A confession. But first, the backstory.


My church started a ministry last year called The Diaper Closet, where families can receive free diapers. We learned that one in three US families reports a lack of sufficient supply of diapers to keep an infant or child clean, dry, and healthy, so we worked with a local organization to distribute diapers in our community, eventually taking the project on ourselves as a regular part of our ministry. While our congregation, community organizations, and other churches work together to stock the closet, word is spreading, and we are running low on diapers.


Here’s the confession: I haven’t contributed any diapers recently because I don’t want to go to Walmart to get them. Yes, I know I could get them elsewhere, but Walmart’s brand is the best “bang for your buck.” And as much as I want to provide for these families, I really dislike going to Walmart. Plus, our Walmart is currently being remodeled, so I feel sheepishly justified in my reluctance.“


Forgive us our sins” and all, I guess.


While I avoid the slightest inconvenience and make excuses, a lady in my church finds out she needs a life-altering surgery. I can’t even imagine what she’s going through. I’m heartbroken for her. She has several other difficult situations going on, so the timing couldn’t be worse. But here’s why I’m telling you all this (and how it connects back to Luke 11): do you know what this lady did the day before she was to have surgery that will change her life? She went to Walmart to buy diapers.

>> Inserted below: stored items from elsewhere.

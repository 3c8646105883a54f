use axum::{
    Json, Router,
    extract::{Multipart, Query, State},
    http::{StatusCode, header},
    response::{IntoResponse, Response},
    routing::{get, post},
};
use log::{info, warn};
use serde::{Deserialize, Serialize};
use std::collections::BTreeMap;
use std::sync::{Arc, Mutex, MutexGuard};
use tokio::net::TcpListener;
use tower_http::cors::CorsLayer;
use tower_http::trace::TraceLayer;

use crate::calculator::{CalcError, Evaluation};
use crate::config::Config;
use crate::cooling::{
    self, CapexEstimate, CapexInput, Comparison, CoolingError, CoolingType, OpexEstimate, OpexInput,
};
use crate::downloader;
use crate::leveling::{LevelError, LevelReport};
use crate::naming::NamingError;
use crate::parameter::{CalculationItem, Parameter};
use crate::saving;
use crate::solution::Solution;
use crate::validator;

pub struct AppState {
    solution: Mutex<Solution>,
    config: Config,
}

impl AppState {
    pub fn new(solution: Solution, config: Config) -> Arc<Self> {
        Arc::new(AppState {
            solution: Mutex::new(solution),
            config,
        })
    }

    fn solution(&self) -> Result<MutexGuard<'_, Solution>, ApiError> {
        self.solution
            .lock()
            .map_err(|_| ApiError::new(StatusCode::INTERNAL_SERVER_ERROR, "solution state is poisoned"))
    }
}

#[derive(Serialize, Deserialize, Debug)]
pub struct StatusResponse {
    pub status: String,
    pub message: Option<String>,
}

impl StatusResponse {
    fn ok() -> Self {
        StatusResponse {
            status: "ok".to_string(),
            message: None,
        }
    }
}

/// Error returned by a handler, rendered as `{status: "error", message}`.
#[derive(Debug)]
pub struct ApiError {
    status: StatusCode,
    message: String,
}

impl ApiError {
    fn new(status: StatusCode, message: impl Into<String>) -> Self {
        ApiError {
            status,
            message: message.into(),
        }
    }

    fn bad_request(message: impl Into<String>) -> Self {
        Self::new(StatusCode::BAD_REQUEST, message)
    }

    fn internal(message: impl Into<String>) -> Self {
        Self::new(StatusCode::INTERNAL_SERVER_ERROR, message)
    }
}

impl IntoResponse for ApiError {
    fn into_response(self) -> Response {
        warn!("request failed ({}): {}", self.status, self.message);
        let body = StatusResponse {
            status: "error".to_string(),
            message: Some(self.message),
        };
        (self.status, Json(body)).into_response()
    }
}

impl From<LevelError> for ApiError {
    fn from(e: LevelError) -> Self {
        Self::new(StatusCode::UNPROCESSABLE_ENTITY, e.to_string())
    }
}

impl From<CalcError> for ApiError {
    fn from(e: CalcError) -> Self {
        match e {
            CalcError::UnknownTarget(_) => Self::new(StatusCode::NOT_FOUND, e.to_string()),
            _ => Self::new(StatusCode::UNPROCESSABLE_ENTITY, e.to_string()),
        }
    }
}

impl From<NamingError> for ApiError {
    fn from(e: NamingError) -> Self {
        let status = match e {
            NamingError::EmptyName => StatusCode::BAD_REQUEST,
            NamingError::UnknownParameter(_) => StatusCode::NOT_FOUND,
            NamingError::NameTaken(_) => StatusCode::CONFLICT,
        };
        Self::new(status, e.to_string())
    }
}

impl From<CoolingError> for ApiError {
    fn from(e: CoolingError) -> Self {
        Self::bad_request(e.to_string())
    }
}

impl From<std::io::Error> for ApiError {
    fn from(e: std::io::Error) -> Self {
        Self::internal(e.to_string())
    }
}

#[derive(Deserialize, Default)]
struct LevelsRequest {
    /// Levels these parameters instead of the stored solution.
    #[serde(default)]
    parameters: Option<Vec<Parameter>>,
}

#[derive(Deserialize)]
struct CalculateRequest {
    #[serde(default)]
    inputs: BTreeMap<String, f64>,
    #[serde(default)]
    target: Vec<String>,
}

#[derive(Serialize)]
struct CalculateResponse {
    status: String,
    results: BTreeMap<String, f64>,
    evaluation: Evaluation,
}

#[derive(Serialize)]
struct ValidateResponse {
    status: String,
    name: String,
    value: f64,
}

#[derive(Deserialize)]
struct RenameRequest {
    old_name: String,
    new_name: String,
}

#[derive(Deserialize)]
struct CapexRequest {
    cooling_type: String,
    #[serde(flatten)]
    input: CapexInput,
}

#[derive(Deserialize)]
struct OpexRequest {
    cooling_type: String,
    #[serde(flatten)]
    input: OpexInput,
}

#[derive(Deserialize)]
struct SaveQuery {
    filename: String,
}

/// Builds the API router over shared state.
pub fn router(state: Arc<AppState>) -> Router {
    Router::new()
        .route("/api/solution", get(get_solution).put(put_solution))
        .route("/api/levels", post(levels))
        .route("/api/calculate", post(calculate))
        .route("/api/validate", post(validate))
        .route("/api/rename", post(rename))
        .route("/api/cooling/capex", post(cooling_capex))
        .route("/api/cooling/compare", post(cooling_compare))
        .route("/api/cooling/opex", post(cooling_opex))
        .route("/api/save", post(save_solution))
        .route("/api/export", post(export_solution))
        .route("/api/load", post(load_solution))
        .route("/api/export/csv", get(export_csv))
        .route("/api/export/xlsx", get(export_xlsx))
        .layer(TraceLayer::new_for_http())
        .layer(CorsLayer::permissive())
        .with_state(state)
}

pub async fn run(solution: Solution, config: Config) -> Result<(), Box<dyn std::error::Error>> {
    let bind = format!("{}:{}", config.host, config.port);
    let app = router(AppState::new(solution, config));

    let listener = TcpListener::bind(&bind).await?;
    info!("listening on http://{}", listener.local_addr()?);
    axum::serve(listener, app).await?;

    Ok(())
}

async fn get_solution(State(state): State<Arc<AppState>>) -> Result<Json<Solution>, ApiError> {
    let solution = state.solution()?;
    Ok(Json(solution.clone()))
}

async fn put_solution(
    State(state): State<Arc<AppState>>,
    Json(payload): Json<Solution>,
) -> Result<Json<StatusResponse>, ApiError> {
    // Reject definitions that cannot be leveled before replacing the stored one.
    payload.levels(&state.config.level_manager())?;

    let mut solution = state.solution()?;
    info!("replacing solution {} with {}", solution.id, payload.id);
    *solution = payload;
    Ok(Json(StatusResponse::ok()))
}

async fn levels(
    State(state): State<Arc<AppState>>,
    Json(payload): Json<LevelsRequest>,
) -> Result<Json<LevelReport>, ApiError> {
    let manager = state.config.level_manager();
    let report = match payload.parameters {
        Some(parameters) => manager.level(parameters)?,
        None => state.solution()?.levels(&manager)?,
    };
    Ok(Json(report))
}

async fn calculate(
    State(state): State<Arc<AppState>>,
    Json(payload): Json<CalculateRequest>,
) -> Result<Json<CalculateResponse>, ApiError> {
    let evaluation = {
        let solution = state.solution()?;
        solution.evaluate(payload.inputs, &payload.target, &state.config.level_manager())?
    };
    let values = evaluation.targets(&payload.target)?;
    let results = payload.target.iter().cloned().zip(values).collect();

    Ok(Json(CalculateResponse {
        status: "ok".to_string(),
        results,
        evaluation,
    }))
}

async fn validate(
    State(state): State<Arc<AppState>>,
    Json(candidate): Json<CalculationItem>,
) -> Result<Json<ValidateResponse>, ApiError> {
    if !candidate.is_complete() {
        return Err(ApiError::bad_request("calculation needs a name and a formula"));
    }
    let solution = state.solution()?;
    let value = validator::validate(&solution.groups, &candidate, &state.config.level_manager())?;

    Ok(Json(ValidateResponse {
        status: "ok".to_string(),
        name: candidate.name,
        value,
    }))
}

async fn rename(
    State(state): State<Arc<AppState>>,
    Json(payload): Json<RenameRequest>,
) -> Result<Json<StatusResponse>, ApiError> {
    let mut solution = state.solution()?;
    solution.rename_parameter(&payload.old_name, &payload.new_name)?;
    Ok(Json(StatusResponse::ok()))
}

async fn cooling_capex(Json(payload): Json<CapexRequest>) -> Result<Json<CapexEstimate>, ApiError> {
    let cooling_type = CoolingType::from_name(&payload.cooling_type)?;
    Ok(Json(cooling::estimate_capex(cooling_type, &payload.input)?))
}

async fn cooling_compare(Json(payload): Json<CapexInput>) -> Result<Json<Comparison>, ApiError> {
    Ok(Json(cooling::compare(&payload)?))
}

async fn cooling_opex(Json(payload): Json<OpexRequest>) -> Result<Json<OpexEstimate>, ApiError> {
    let cooling_type = CoolingType::from_name(&payload.cooling_type)?;
    Ok(Json(cooling::estimate_opex(cooling_type, &payload.input)?))
}

async fn save_solution(
    Query(params): Query<SaveQuery>,
    State(state): State<Arc<AppState>>,
) -> Result<Json<StatusResponse>, ApiError> {
    let path = state
        .config
        .snapshot_path(&params.filename)
        .ok_or_else(|| ApiError::bad_request(format!("invalid file name: {}", params.filename)))?;

    let mut solution = state.solution()?;
    saving::save_solution(&mut solution, &path)?;
    Ok(Json(StatusResponse {
        status: "ok".to_string(),
        message: Some(path.display().to_string()),
    }))
}

async fn export_solution(State(state): State<Arc<AppState>>) -> Result<Response, ApiError> {
    let buffer = {
        let solution = state.solution()?;
        saving::serialize_to_memory(&solution)?
    };

    Ok((
        StatusCode::OK,
        [
            (header::CONTENT_TYPE, "application/gzip"),
            (header::CONTENT_DISPOSITION, "attachment; filename=\"solution.bin.gz\""),
        ],
        buffer,
    )
        .into_response())
}

async fn load_solution(
    State(state): State<Arc<AppState>>,
    mut multipart: Multipart,
) -> Result<Json<StatusResponse>, ApiError> {
    let mut file_data = Vec::new();

    while let Some(field) = multipart
        .next_field()
        .await
        .map_err(|e| ApiError::bad_request(e.to_string()))?
    {
        if field.name() == Some("solution") {
            file_data = field
                .bytes()
                .await
                .map_err(|e| ApiError::bad_request(e.to_string()))?
                .to_vec();
        }
    }

    if file_data.is_empty() {
        return Err(ApiError::bad_request("No file data received"));
    }

    let loaded = saving::deserialize_from_memory(&file_data)
        .map_err(|e| ApiError::bad_request(format!("Failed to load solution: {}", e)))?;

    let mut solution = state.solution()?;
    info!("loaded solution {} ({})", loaded.id, loaded.name);
    *solution = loaded;
    Ok(Json(StatusResponse::ok()))
}

fn current_levels(state: &AppState) -> Result<LevelReport, ApiError> {
    let solution = state.solution()?;
    Ok(solution.levels(&state.config.level_manager())?)
}

async fn export_csv(State(state): State<Arc<AppState>>) -> Result<Response, ApiError> {
    let report = current_levels(&state)?;
    let csv = downloader::to_csv(&report).map_err(|e| ApiError::internal(e.to_string()))?;

    Ok((
        StatusCode::OK,
        [
            (header::CONTENT_TYPE, "text/csv"),
            (header::CONTENT_DISPOSITION, "attachment; filename=\"parameters.csv\""),
        ],
        csv,
    )
        .into_response())
}

async fn export_xlsx(State(state): State<Arc<AppState>>) -> Result<Response, ApiError> {
    let report = current_levels(&state)?;
    let xlsx = downloader::to_xlsx(&report).map_err(|e| ApiError::internal(e.to_string()))?;

    Ok((
        StatusCode::OK,
        [
            (
                header::CONTENT_TYPE,
                "application/vnd.openxmlformats-officedocument.spreadsheetml.sheet",
            ),
            (header::CONTENT_DISPOSITION, "attachment; filename=\"parameters.xlsx\""),
        ],
        xlsx,
    )
        .into_response())
}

Can you believe that? I certainly can’t.


The parable in Luke 11:5-8 is brief but powerful. While I have previously preached this text as a call to persistence in prayer, this time around I’m hearing it differently. Barbara E. Reid suggests that this parable (sourced by L) wasn’t originally about prayer at all, but that Luke frames it that way by placing it between vv.1-4 (sourced by Q) and vv.9-11(sourced by Q), two teachings about prayer and provision [1]. Preachers, therefore, have a choice to make. Will we take the parable on its own terms, seeing it as a stand-alone narrative, or will we take the full pericope as it is redacted before us today, allowing the context to shape the meaning of the parable? Either option is within the bounds of scholarships and tradition [2]. However, if, like me, you are compelled, or at least fascinated by the former option, we can zoom in a bit more.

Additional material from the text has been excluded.